[afnog] MTU Size for transit links for ISPs

Fri Sep 20 12:12:35 UTC 2013

Nishal, thanks for this very comprehensive explanation. It makes sense that the issue may not be related to MTU. What we noticed though, is that when we removed flow control on the MUX, it improved for a while.

I will keep checking for fragmented packets though.

Mohamed and Johan, I'm still waiting for the upstream to give me their MTU setting anyway.

Will keep everyone posted about how this turns out.

Cheers.

Luc Perreau

-----Original Message-----
From: nishal at controlfreak.co.za [mailto:nishal at controlfreak.co.za] On Behalf Of Nishal Goburdhan
Sent: Friday, September 20, 2013 3:56 PM
To: Perreau, Luc
Cc: afnog at afnog.org
Subject: Re: [afnog] MTU Size for transit links for ISPs

On 20 Sep 2013, at 9:11 AM, "Perreau, Luc" <Luc.Perreau at cwseychelles.com> wrote:

> Hi all,
>  
> We have been working with POS interfaces for a while and with no issues at all. Our MTU size is always set to 4500.
>  
> However, we have recently installed some Ethernet links with default MTU size of 1500. These are STM1 size links and we found that there is degraded performance on browsing and download, but P2P torrent traffic is not affected.

luc,

it's unlikely (though, not impossible) that the change to MTU=1500 on your transit interface is causing your problems.

although you've had POS interfaces, with MTU set to 1500+ for those interfaces, it's likely that the end hosts that you're communicating with - for example a web/ftp server out on the internet, hosted on a typical ethernet network in a typical data-centre - only supported an MTU of 1500.
people inside your network, on typical ethernet networks where the MTU=1500, would have likewise, have been communicating *through* your high-mtu link, using 1500 sized packets [*]  - because that's the most that they could get across *their* lan  (forget about your high-mtu POS link...)

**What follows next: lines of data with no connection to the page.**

//! # Image Budgeter
//!
//! Shrinks and encodes a frame so the payload fits the upload ceiling.
//!
//! ## Pipeline
//!
//! ```text
//! RawFrame ─▶ RGB8 ─▶ [dimension cap] ─▶ byte-budget shrink ─▶ JPEG(q)
//!                      low power only                            │
//!                                                   over max_bytes?
//!                                                                ▼
//!                              shrink to max_bytes ─▶ JPEG(fallback q)
//! ```
//!
//! The byte-budget shrink uses a fixed heuristic of eight pixels per budget
//! byte: a `target_bytes` budget allows `target_bytes * 8` pixels, and larger
//! frames are scaled uniformly by `sqrt(threshold / pixels)`.
//!
//! Staying over budget after the fallback is not an error. The oversized
//! result is returned with [`EncodedImage::over_budget`] set and the remote
//! end decides.

use fast_image_resize::Resizer;
use image::ExtendedColorType;
use image::codecs::jpeg::JpegEncoder;
use shot_scale::cpu::{ResizeQuality, scale_rgb_cpu};
use shot_scale::presets::{ScaleTarget, Size, build_plan};
use tracing::{debug, info, warn};

use crate::capture::RawFrame;
use crate::config::RelayConfig;
use crate::error::RelayResult;

/// JPEG quality for the second encode attempt.
pub const FALLBACK_QUALITY: u8 = 50;

/// Pixels allowed per budget byte in the shrink heuristic.
const PIXELS_PER_BUDGET_BYTE: u64 = 8;

/// Size, quality and dimension constraints for one payload.
#[derive(Debug, Clone, Copy, PartialEq)]
pub struct Budget {
    /// Hard ceiling; exceeding it triggers the fallback pass.
    pub max_bytes: u64,
    /// Drives the first shrink pass. Never above `max_bytes`.
    pub target_bytes: u64,
    /// Quality of the first encode.
    pub quality: u8,
    /// Resolution cap applied in low-power mode.
    pub max_dimensions: Size,
}

impl Budget {
    pub fn new(max_bytes: u64, quality: u8, max_dimensions: Size) -> Self {
        Self {
            max_bytes,
            target_bytes: max_bytes,
            quality,
            max_dimensions,
        }
    }

    /// Aim the first pass below the ceiling. Clamped to `max_bytes`.
    pub fn with_target_bytes(mut self, target_bytes: u64) -> Self {
        self.target_bytes = target_bytes.min(self.max_bytes);
        self
    }
}

/// Encoded payload ready for delivery.
#[derive(Debug, Clone)]
pub struct EncodedImage {
    pub bytes: Vec<u8>,
    pub width: u32,
    pub height: u32,
    /// Quality of the encode that produced `bytes`.
    pub quality: u8,
    /// True when any resize stage changed the dimensions.
    pub resized: bool,
    /// True when `bytes` still exceeds `max_bytes` after the fallback pass.
    pub over_budget: bool,
}

impl EncodedImage {
    pub fn len(&self) -> usize {
        self.bytes.len()
    }

    pub fn is_empty(&self) -> bool {
        self.bytes.is_empty()
    }
}

/// Fits frames into a [`Budget`].
pub struct ImageBudgeter {
    budget: Budget,
    low_power: bool,
    resizer: Resizer,
}

impl ImageBudgeter {
    pub fn new(budget: Budget, low_power: bool) -> Self {
        Self {
            budget,
            low_power,
            resizer: Resizer::new(),
        }
    }

    pub fn from_config(config: &RelayConfig) -> Self {
        Self::new(config.budget(), config.low_power_mode)
    }

    pub fn budget(&self) -> &Budget {
        &self.budget
    }

    fn resize_quality(&self) -> ResizeQuality {
        if self.low_power {
            ResizeQuality::Fast
        } else {
            ResizeQuality::High
        }
    }

    /// Shrink and encode `frame`. Errors only on genuine resize or encode
    /// failures, never because of size.
    pub fn fit(&mut self, frame: RawFrame) -> RelayResult<EncodedImage> {
        let mut rgb = frame.to_rgb()?;
        let mut size = Size {
            w: frame.width,
            h: frame.height,
        };
        drop(frame);

        let original = size;
        let quality = self.resize_quality();

        if self.low_power {
            let plan = build_plan(size, ScaleTarget::FitWithin(self.budget.max_dimensions));
            if !plan.is_identity() {
                info!(
                    from = ?(plan.input.w, plan.input.h),
                    to = ?(plan.out.w, plan.out.h),
                    "Capping resolution for low-power mode"
                );
                rgb = scale_rgb_cpu(&mut self.resizer, &rgb, &plan, quality)?;
                size = plan.out;
            }
        }

        (rgb, size) = self.shrink_to(rgb, size, self.budget.target_bytes, quality)?;

        let bytes = encode_jpeg(&rgb, size, self.budget.quality)?;
        if bytes.len() as u64 <= self.budget.max_bytes {
            return Ok(EncodedImage {
                bytes,
                width: size.w,
                height: size.h,
                quality: self.budget.quality,
                resized: size != original,
                over_budget: false,
            });
        }

        warn!(
            size_bytes = bytes.len(),
            max_bytes = self.budget.max_bytes,
            "Encoded image over budget, retrying at fallback quality"
        );
        drop(bytes);

        (rgb, size) = self.shrink_to(rgb, size, self.budget.max_bytes, quality)?;
        let fallback_quality = self.budget.quality.min(FALLBACK_QUALITY);
        let bytes = encode_jpeg(&rgb, size, fallback_quality)?;
        let over_budget = bytes.len() as u64 > self.budget.max_bytes;
        if over_budget {
            warn!(
                size_bytes = bytes.len(),
                max_bytes = self.budget.max_bytes,
                "Image still over budget after fallback, sending anyway"
            );
        }

        Ok(EncodedImage {
            bytes,
            width: size.w,
            height: size.h,
            quality: fallback_quality,
            resized: size != original,
            over_budget,
        })
    }

    fn shrink_to(
        &mut self,
        rgb: Vec<u8>,
        size: Size,
        budget_bytes: u64,
        quality: ResizeQuality,
    ) -> RelayResult<(Vec<u8>, Size)> {
        let threshold = budget_bytes.saturating_mul(PIXELS_PER_BUDGET_BYTE);
        let plan = build_plan(size, ScaleTarget::PixelBudget(threshold));
        if plan.is_identity() {
            return Ok((rgb, size));
        }
        debug!(
            from = ?(plan.input.w, plan.input.h),
            to = ?(plan.out.w, plan.out.h),
            threshold_pixels = threshold,
            "Shrinking to byte budget"
        );
        let scaled = scale_rgb_cpu(&mut self.resizer, &rgb, &plan, quality)?;
        Ok((scaled, plan.out))
    }
}

/// Encode tightly packed RGB8 as baseline JPEG.
pub fn encode_jpeg(rgb: &[u8], size: Size, quality: u8) -> RelayResult<Vec<u8>> {
    let mut out = Vec::new();
    let mut encoder = JpegEncoder::new_with_quality(&mut out, quality);
    encoder.encode(rgb, size.w, size.h, ExtendedColorType::Rgb8)?;
    Ok(out)
}

#[cfg(test)]
mod tests {
    use super::*;

    const MB: u64 = 1024 * 1024;

    fn budget(max_bytes: u64) -> Budget {
        Budget::new(max_bytes, 85, Size { w: 1920, h: 1080 })
    }

    #[test]
    fn test_small_frame_is_encoded_unchanged() {
        let mut budgeter = ImageBudgeter::new(budget(8 * MB), false);
        let image = budgeter.fit(RawFrame::solid_rgb(100, 100, [255, 0, 0])).unwrap();

        assert_eq!((image.width, image.height), (100, 100));
        assert_eq!(image.quality, 85);
        assert!(!image.resized);
        assert!(!image.over_budget);
        // JPEG SOI marker
        assert_eq!(&image.bytes[..2], &[0xFF, 0xD8]);
    }

    #[test]
    fn test_byte_budget_shrinks_preserving_aspect() {
        // 1000 bytes allows 8000 pixels; 200x100 is 20000
        let mut budgeter = ImageBudgeter::new(budget(1000), false);
        let image = budgeter.fit(RawFrame::solid_rgb(200, 100, [0, 0, 255])).unwrap();

        assert!(image.resized);
        assert_eq!((image.width, image.height), (126, 63));
    }

    #[test]
    fn test_impossible_budget_returns_over_budget_result() {
        let mut budgeter = ImageBudgeter::new(budget(1), false);
        let image = budgeter.fit(RawFrame::solid_rgb(200, 100, [0, 255, 0])).unwrap();

        assert!(image.over_budget);
        assert_eq!(image.quality, FALLBACK_QUALITY);
        assert!(!image.is_empty());
    }

    #[test]
    fn test_low_power_caps_resolution() {
        let caps = Budget::new(8 * MB, 85, Size { w: 64, h: 64 });
        let mut budgeter = ImageBudgeter::new(caps, true);
        let image = budgeter.fit(RawFrame::solid_rgb(256, 128, [9, 9, 9])).unwrap();
        assert_eq!((image.width, image.height), (64, 32));

        // dimension cap is a low-power-only stage
        let mut budgeter = ImageBudgeter::new(caps, false);
        let image = budgeter.fit(RawFrame::solid_rgb(256, 128, [9, 9, 9])).unwrap();
        assert_eq!((image.width, image.height), (256, 128));
    }

    #[test]
    fn test_target_bytes_is_clamped_to_max() {
        let b = budget(1000).with_target_bytes(5000);
        assert_eq!(b.target_bytes, 1000);
        let b = budget(1000).with_target_bytes(400);
        assert_eq!(b.target_bytes, 400);
    }

    #[test]
    fn test_malformed_frame_is_an_error() {
        let mut budgeter = ImageBudgeter::new(budget(MB), false);
        let frame = RawFrame::packed(10, 10, crate::capture::PixelFormat::Rgb8, vec![0; 5]);
        assert!(budgeter.fit(frame).is_err());
    }
}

practically, the MTU is really the largest unit that can get transferred across the *path* of the communications channel.  not just across one component of it.  
for the 4500 mtu to have been practically useful to your network, end systems/users need to know that you had a large mtu available along the entire path.
so, unless you had that 4500 MTU (or something else reasonably large) available all the way down to end-systems, it's unlikely that the change you mention would affect performance.

with MTU, you actually care about the *smallest* MTU along a path;  that's the most significantly limiting part of the equation...

> What is the best way forward to confirm that it is an MTU issue, and if so, what is the best MTU size to set? Jumbo (9000) or mutually agreed size with the transit provider?

you can generally find the mtu along your transmission path, by sending packets of variable sizes using the "ping -s" option.  
you've should tell the devices in between not to fragment your packet;  so set your -D option as well.   
here's a quick example:
[katala:~] # ping -g 1440 -h 10 -G 1510 -D 196.36.80.177 PING 196.36.80.177 (196.36.80.177): (1440 ... 1510) data bytes
1448 bytes from 196.36.80.177: icmp_seq=0 ttl=255 time=3.740 ms
1458 bytes from 196.36.80.177: icmp_seq=1 ttl=255 time=2.267 ms
1468 bytes from 196.36.80.177: icmp_seq=2 ttl=255 time=2.367 ms
1478 bytes from 196.36.80.177: icmp_seq=3 ttl=255 time=4.783 ms
ping: sendto: Message too long
ping: sendto: Message too long
Request timeout for icmp_seq 4
ping: sendto: Message too long
Request timeout for icmp_seq 5
ping: sendto: Message too long
Request timeout for icmp_seq 6
--- 196.36.80.177 ping statistics ---
8 packets transmitted, 4 packets received, 50.0% packet loss round-trip min/avg/max/stddev = 2.267/3.289/4.783/1.040 ms [katala:~] # 

...so you can guess that the MTU between my test host, and the remote IP lies somewhere between 1478 and 1488.  
you can read more on this process here:  http://en.wikipedia.org/wiki/Path_MTU_Discovery

in practice, you want the MTU across your backbone links to *not* be smaller to your users than what is available to them across their last mile.  so, for example, if your users are on ethernet networks, where MTU=1500, then the MTU inside your core, should not be less than 1500.  if it is, then user data starts to get fragmented, and that causes issues... 
also, if you're running other interesting things inside your core, like vlans, mpls, etc. you'd *definitely* need higher than MTU=1500.

there's no "magic number" per se, other than, try your best to avoid fragmentation, because that will hurt your network.
so, look at your router interfaces carefully, and if you can, through tools like netflow, to see if you have lots of fragments.
if you do, that's a place to start to examine your infrastructure.  

--n.

* simplification.   let's ignore overhead, etc. for now.